**Description of the task**
From the line containing "## Usage Example" down to the line containing "pub mod pregnancy;" in the records below, reproduce every line exactly, ends included, and omit all others.

**Records from a collection**
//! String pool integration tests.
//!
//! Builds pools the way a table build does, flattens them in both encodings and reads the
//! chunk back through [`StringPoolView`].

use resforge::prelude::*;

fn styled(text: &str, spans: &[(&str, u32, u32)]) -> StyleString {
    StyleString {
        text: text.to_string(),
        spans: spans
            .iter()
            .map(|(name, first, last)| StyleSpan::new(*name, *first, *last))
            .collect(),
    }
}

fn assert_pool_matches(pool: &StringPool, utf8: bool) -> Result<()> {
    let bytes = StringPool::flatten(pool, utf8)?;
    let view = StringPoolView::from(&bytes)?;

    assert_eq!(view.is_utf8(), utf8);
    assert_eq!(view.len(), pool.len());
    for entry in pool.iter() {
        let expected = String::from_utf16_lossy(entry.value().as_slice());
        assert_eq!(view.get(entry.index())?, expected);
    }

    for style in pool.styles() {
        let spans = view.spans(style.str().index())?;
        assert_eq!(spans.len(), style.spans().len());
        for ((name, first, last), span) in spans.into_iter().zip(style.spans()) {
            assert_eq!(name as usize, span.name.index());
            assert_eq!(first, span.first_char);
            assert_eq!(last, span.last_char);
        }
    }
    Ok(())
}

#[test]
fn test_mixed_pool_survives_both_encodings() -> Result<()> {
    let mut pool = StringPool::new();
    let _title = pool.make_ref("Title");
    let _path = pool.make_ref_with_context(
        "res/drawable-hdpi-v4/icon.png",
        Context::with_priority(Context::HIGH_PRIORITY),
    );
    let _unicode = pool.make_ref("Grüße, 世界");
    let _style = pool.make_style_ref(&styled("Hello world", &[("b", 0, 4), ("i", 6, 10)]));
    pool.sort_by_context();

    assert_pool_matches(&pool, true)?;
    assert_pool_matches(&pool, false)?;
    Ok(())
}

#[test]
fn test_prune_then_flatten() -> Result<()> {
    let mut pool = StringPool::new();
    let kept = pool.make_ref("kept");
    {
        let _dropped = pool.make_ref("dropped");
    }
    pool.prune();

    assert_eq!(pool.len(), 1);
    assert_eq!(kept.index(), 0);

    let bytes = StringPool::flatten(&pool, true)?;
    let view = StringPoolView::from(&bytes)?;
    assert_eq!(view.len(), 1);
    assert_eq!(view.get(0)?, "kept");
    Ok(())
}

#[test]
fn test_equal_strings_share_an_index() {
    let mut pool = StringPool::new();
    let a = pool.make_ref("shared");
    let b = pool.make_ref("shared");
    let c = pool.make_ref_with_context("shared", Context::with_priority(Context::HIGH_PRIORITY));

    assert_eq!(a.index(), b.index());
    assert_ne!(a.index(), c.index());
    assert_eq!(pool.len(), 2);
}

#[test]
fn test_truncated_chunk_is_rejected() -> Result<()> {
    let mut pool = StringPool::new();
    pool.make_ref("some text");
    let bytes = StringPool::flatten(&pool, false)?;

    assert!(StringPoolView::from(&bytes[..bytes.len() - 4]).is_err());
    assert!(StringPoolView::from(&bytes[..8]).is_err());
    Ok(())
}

--

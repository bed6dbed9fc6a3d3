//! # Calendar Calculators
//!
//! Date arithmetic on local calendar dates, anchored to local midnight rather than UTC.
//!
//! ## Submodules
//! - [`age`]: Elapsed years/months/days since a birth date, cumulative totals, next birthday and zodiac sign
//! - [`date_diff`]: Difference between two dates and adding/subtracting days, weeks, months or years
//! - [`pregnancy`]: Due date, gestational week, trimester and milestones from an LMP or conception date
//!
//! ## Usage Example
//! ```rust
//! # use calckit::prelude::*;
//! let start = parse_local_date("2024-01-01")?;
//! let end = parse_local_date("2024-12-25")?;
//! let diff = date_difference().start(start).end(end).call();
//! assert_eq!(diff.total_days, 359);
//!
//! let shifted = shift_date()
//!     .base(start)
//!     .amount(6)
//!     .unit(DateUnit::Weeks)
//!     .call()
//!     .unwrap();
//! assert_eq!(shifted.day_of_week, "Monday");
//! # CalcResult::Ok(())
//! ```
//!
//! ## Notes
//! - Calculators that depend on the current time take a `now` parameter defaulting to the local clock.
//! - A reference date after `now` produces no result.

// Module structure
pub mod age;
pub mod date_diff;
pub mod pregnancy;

**Response to this exercise**
//! ## Usage Example
//! ```rust
//! # use calckit::prelude::*;
//! let start = parse_local_date("2024-01-01")?;
//! let end = parse_local_date("2024-12-25")?;
//! let diff = date_difference().start(start).end(end).call();
//! assert_eq!(diff.total_days, 359);
//!
//! let shifted = shift_date()
//!     .base(start)
//!     .amount(6)
//!     .unit(DateUnit::Weeks)
//!     .call()
//!     .unwrap();
//! assert_eq!(shifted.day_of_week, "Monday");
//! # CalcResult::Ok(())
//! ```
//!
//! ## Notes
//! - Calculators that depend on the current time take a `now` parameter defaulting to the local clock.
//! - A reference date after `now` produces no result.

// Module structure
pub mod age;
pub mod date_diff;
pub mod pregnancy;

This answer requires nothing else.